### Exercise objective
Reproduce all records verbatim.

### Data extracts
=== Section Start ===
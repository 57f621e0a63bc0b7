//! Referent scoring.
//!
//! `score = recency + mention + correction + recent_message`:
//!
//! | Part | Value |
//! |------|-------|
//! | recency | `recency_max - min(recency_max, seconds_since_last_mention / recency_decay_secs)` |
//! | mention | `min(mention_cap, mention_count * mention_weight)` |
//! | correction | `correction_bonus` if the mention was introduced as a correction |
//! | recent_message | bonus by position of the newest stored message naming brand or model |

use std::collections::VecDeque;

use chrono::{DateTime, Utc};

use crate::config::ContextConfig;
use crate::types::ProductMention;

/// Score of one mention given the conversation's recent messages (oldest first).
pub fn score_mention(
    mention: &ProductMention,
    recent_messages: &VecDeque<String>,
    now: DateTime<Utc>,
    config: &ContextConfig,
) -> f64 {
    let elapsed = (now - mention.last_mentioned).num_milliseconds().max(0) as f64 / 1000.0;
    let recency = config.recency_max - (elapsed / config.recency_decay_secs).min(config.recency_max);
    let frequency = (mention.mention_count as f64 * config.mention_weight).min(config.mention_cap);
    let correction = if mention.is_correction {
        config.correction_bonus
    } else {
        0.0
    };
    recency + frequency + correction + recent_message_bonus(mention, recent_messages, config)
}

fn recent_message_bonus(
    mention: &ProductMention,
    recent_messages: &VecDeque<String>,
    config: &ContextConfig,
) -> f64 {
    recent_messages
        .iter()
        .rev()
        .zip(config.recent_message_bonuses.iter())
        .find(|(message, _)| names_product(message, mention))
        .map_or(0.0, |(_, bonus)| *bonus)
}

fn names_product(message: &str, mention: &ProductMention) -> bool {
    let message = message.to_lowercase();
    contains_word(&message, &mention.brand.to_lowercase())
        || contains_word(&message, &mention.model.to_lowercase())
}

/// Substring match that does not start or end inside a word.
fn contains_word(haystack: &str, needle: &str) -> bool {
    if needle.is_empty() {
        return false;
    }
    haystack.match_indices(needle).any(|(start, _)| {
        let end = start + needle.len();
        let before = haystack[..start].chars().next_back();
        let after = haystack[end..].chars().next();
        !before.is_some_and(char::is_alphanumeric) && !after.is_some_and(char::is_alphanumeric)
    })
}

/// Highest-scoring non-corrected mention; ties keep the earlier entry.
pub fn best_mention<'a>(
    products: &'a [ProductMention],
    recent_messages: &VecDeque<String>,
    now: DateTime<Utc>,
    config: &ContextConfig,
) -> Option<(&'a ProductMention, f64)> {
    let mut best: Option<(&ProductMention, f64)> = None;
    for mention in products.iter().filter(|m| !m.corrected) {
        let score = score_mention(mention, recent_messages, now, config);
        if best.map_or(true, |(_, top)| score > top) {
            best = Some((mention, score));
        }
    }
    best
}

#[cfg(test)]
mod tests {
    use super::*;
    use crate::types::ProductCategory;
    use chrono::Duration;

    fn mention(brand: &str, model: &str, count: u32, at: DateTime<Utc>) -> ProductMention {
        ProductMention {
            key: crate::rules::product_key(brand, model),
            brand: brand.to_string(),
            model: model.to_string(),
            category: ProductCategory::Phone,
            full_name: format!("{} {}", brand, model),
            first_mentioned: at,
            last_mentioned: at,
            mention_count: count,
            corrected: false,
            is_correction: false,
            color: None,
            url: None,
        }
    }

    #[test]
    fn components_add_up() {
        let now = Utc::now();
        let config = ContextConfig::default();
        let m = mention("Pixel", "8", 2, now - Duration::seconds(60));
        let recent: VecDeque<String> = ["the pixel 8 looks nice".to_string(), "ok".to_string()]
            .into_iter()
            .collect();
        // recency 15 - 2, mention 3, second newest message bonus 16
        let score = score_mention(&m, &recent, now, &config);
        assert!((score - (13.0 + 3.0 + 16.0)).abs() < 1e-9);
    }

    #[test]
    fn recency_and_mention_are_capped() {
        let now = Utc::now();
        let config = ContextConfig::default();
        let mut m = mention("iPhone", "15", 40, now - Duration::hours(2));
        m.is_correction = true;
        let score = score_mention(&m, &VecDeque::new(), now, &config);
        assert!((score - (0.0 + 15.0 + 25.0)).abs() < 1e-9);
    }

    #[test]
    fn word_boundaries_apply() {
        assert!(contains_word("my iphone broke", "iphone"));
        assert!(!contains_word("iphones everywhere", "iphone"));
        assert!(!contains_word("version 150", "15"));
        assert!(contains_word("the 15, I think", "15"));
    }

    #[test]
    fn ties_keep_first_inserted() {
        let now = Utc::now();
        let config = ContextConfig::default();
        let products = vec![mention("Pixel", "8", 1, now), mention("Pixel", "9", 1, now)];
        let (best, _) = best_mention(&products, &VecDeque::new(), now, &config).unwrap();
        assert_eq!(best.model, "8");
    }

    #[test]
    fn corrected_entries_are_skipped() {
        let now = Utc::now();
        let config = ContextConfig::default();
        let mut stale = mention("iPhone", "15", 9, now);
        stale.corrected = true;
        let products = vec![stale];
        assert!(best_mention(&products, &VecDeque::new(), now, &config).is_none());
    }
}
=== Section End ===
### Answer for this exercise
repository 57f621e0a63bc0b7
//! Referent scoring.
//!
//! `score = recency + mention + correction + recent_message`:
//!
//! | Part | Value |
//! |------|-------|
//! | recency | `recency_max - min(recency_max, seconds_since_last_mention / recency_decay_secs)` |
//! | mention | `min(mention_cap, mention_count * mention_weight)` |
//! | correction | `correction_bonus` if the mention was introduced as a correction |
//! | recent_message | bonus by position of the newest stored message naming brand or model |

use std::collections::VecDeque;

use chrono::{DateTime, Utc};

use crate::config::ContextConfig;
use crate::types::ProductMention;

/// Score of one mention given the conversation's recent messages (oldest first).
pub fn score_mention(
    mention: &ProductMention,
    recent_messages: &VecDeque<String>,
    now: DateTime<Utc>,
    config: &ContextConfig,
) -> f64 {
    let elapsed = (now - mention.last_mentioned).num_milliseconds().max(0) as f64 / 1000.0;
    let recency = config.recency_max - (elapsed / config.recency_decay_secs).min(config.recency_max);
    let frequency = (mention.mention_count as f64 * config.mention_weight).min(config.mention_cap);
    let correction = if mention.is_correction {
        config.correction_bonus
    } else {
        0.0
    };
    recency + frequency + correction + recent_message_bonus(mention, recent_messages, config)
}

fn recent_message_bonus(
    mention: &ProductMention,
    recent_messages: &VecDeque<String>,
    config: &ContextConfig,
) -> f64 {
    recent_messages
        .iter()
        .rev()
        .zip(config.recent_message_bonuses.iter())
        .find(|(message, _)| names_product(message, mention))
        .map_or(0.0, |(_, bonus)| *bonus)
}

fn names_product(message: &str, mention: &ProductMention) -> bool {
    let message = message.to_lowercase();
    contains_word(&message, &mention.brand.to_lowercase())
        || contains_word(&message, &mention.model.to_lowercase())
}

/// Substring match that does not start or end inside a word.
fn contains_word(haystack: &str, needle: &str) -> bool {
    if needle.is_empty() {
        return false;
    }
    haystack.match_indices(needle).any(|(start, _)| {
        let end = start + needle.len();
        let before = haystack[..start].chars().next_back();
        let after = haystack[end..].chars().next();
        !before.is_some_and(char::is_alphanumeric) && !after.is_some_and(char::is_alphanumeric)
    })
}

/// Highest-scoring non-corrected mention; ties keep the earlier entry.
pub fn best_mention<'a>(
    products: &'a [ProductMention],
    recent_messages: &VecDeque<String>,
    now: DateTime<Utc>,
    config: &ContextConfig,
) -> Option<(&'a ProductMention, f64)> {
    let mut best: Option<(&ProductMention, f64)> = None;
    for mention in products.iter().filter(|m| !m.corrected) {
        let score = score_mention(mention, recent_messages, now, config);
        if best.map_or(true, |(_, top)| score > top) {
            best = Some((mention, score));
        }
    }
    best
}

#[cfg(test)]
mod tests {
    use super::*;
    use crate::types::ProductCategory;
    use chrono::Duration;

    fn mention(brand: &str, model: &str, count: u32, at: DateTime<Utc>) -> ProductMention {
        ProductMention {
            key: crate::rules::product_key(brand, model),
            brand: brand.to_string(),
            model: model.to_string(),
            category: ProductCategory::Phone,
            full_name: format!("{} {}", brand, model),
            first_mentioned: at,
            last_mentioned: at,
            mention_count: count,
            corrected: false,
            is_correction: false,
            color: None,
            url: None,
        }
    }

    #[test]
    fn components_add_up() {
        let now = Utc::now();
        let config = ContextConfig::default();
        let m = mention("Pixel", "8", 2, now - Duration::seconds(60));
        let recent: VecDeque<String> = ["the pixel 8 looks nice".to_string(), "ok".to_string()]
            .into_iter()
            .collect();
        // recency 15 - 2, mention 3, second newest message bonus 16
        let score = score_mention(&m, &recent, now, &config);
        assert!((score - (13.0 + 3.0 + 16.0)).abs() < 1e-9);
    }

    #[test]
    fn recency_and_mention_are_capped() {
        let now = Utc::now();
        let config = ContextConfig::default();
        let mut m = mention("iPhone", "15", 40, now - Duration::hours(2));
        m.is_correction = true;
        let score = score_mention(&m, &VecDeque::new(), now, &config);
        assert!((score - (0.0 + 15.0 + 25.0)).abs() < 1e-9);
    }

    #[test]
    fn word_boundaries_apply() {
        assert!(contains_word("my iphone broke", "iphone"));
        assert!(!contains_word("iphones everywhere", "iphone"));
        assert!(!contains_word("version 150", "15"));
        assert!(contains_word("the 15, I think", "15"));
    }

    #[test]
    fn ties_keep_first_inserted() {
        let now = Utc::now();
        let config = ContextConfig::default();
        let products = vec![mention("Pixel", "8", 1, now), mention("Pixel", "9", 1, now)];
        let (best, _) = best_mention(&products, &VecDeque::new(), now, &config).unwrap();
        assert_eq!(best.model, "8");
    }

    #[test]
    fn corrected_entries_are_skipped() {
        let now = Utc::now();
        let config = ContextConfig::default();
        let mut stale = mention("iPhone", "15", 9, now);
        stale.corrected = true;
        let products = vec![stale];
        assert!(best_mention(&products, &VecDeque::new(), now, &config).is_none());
    }
}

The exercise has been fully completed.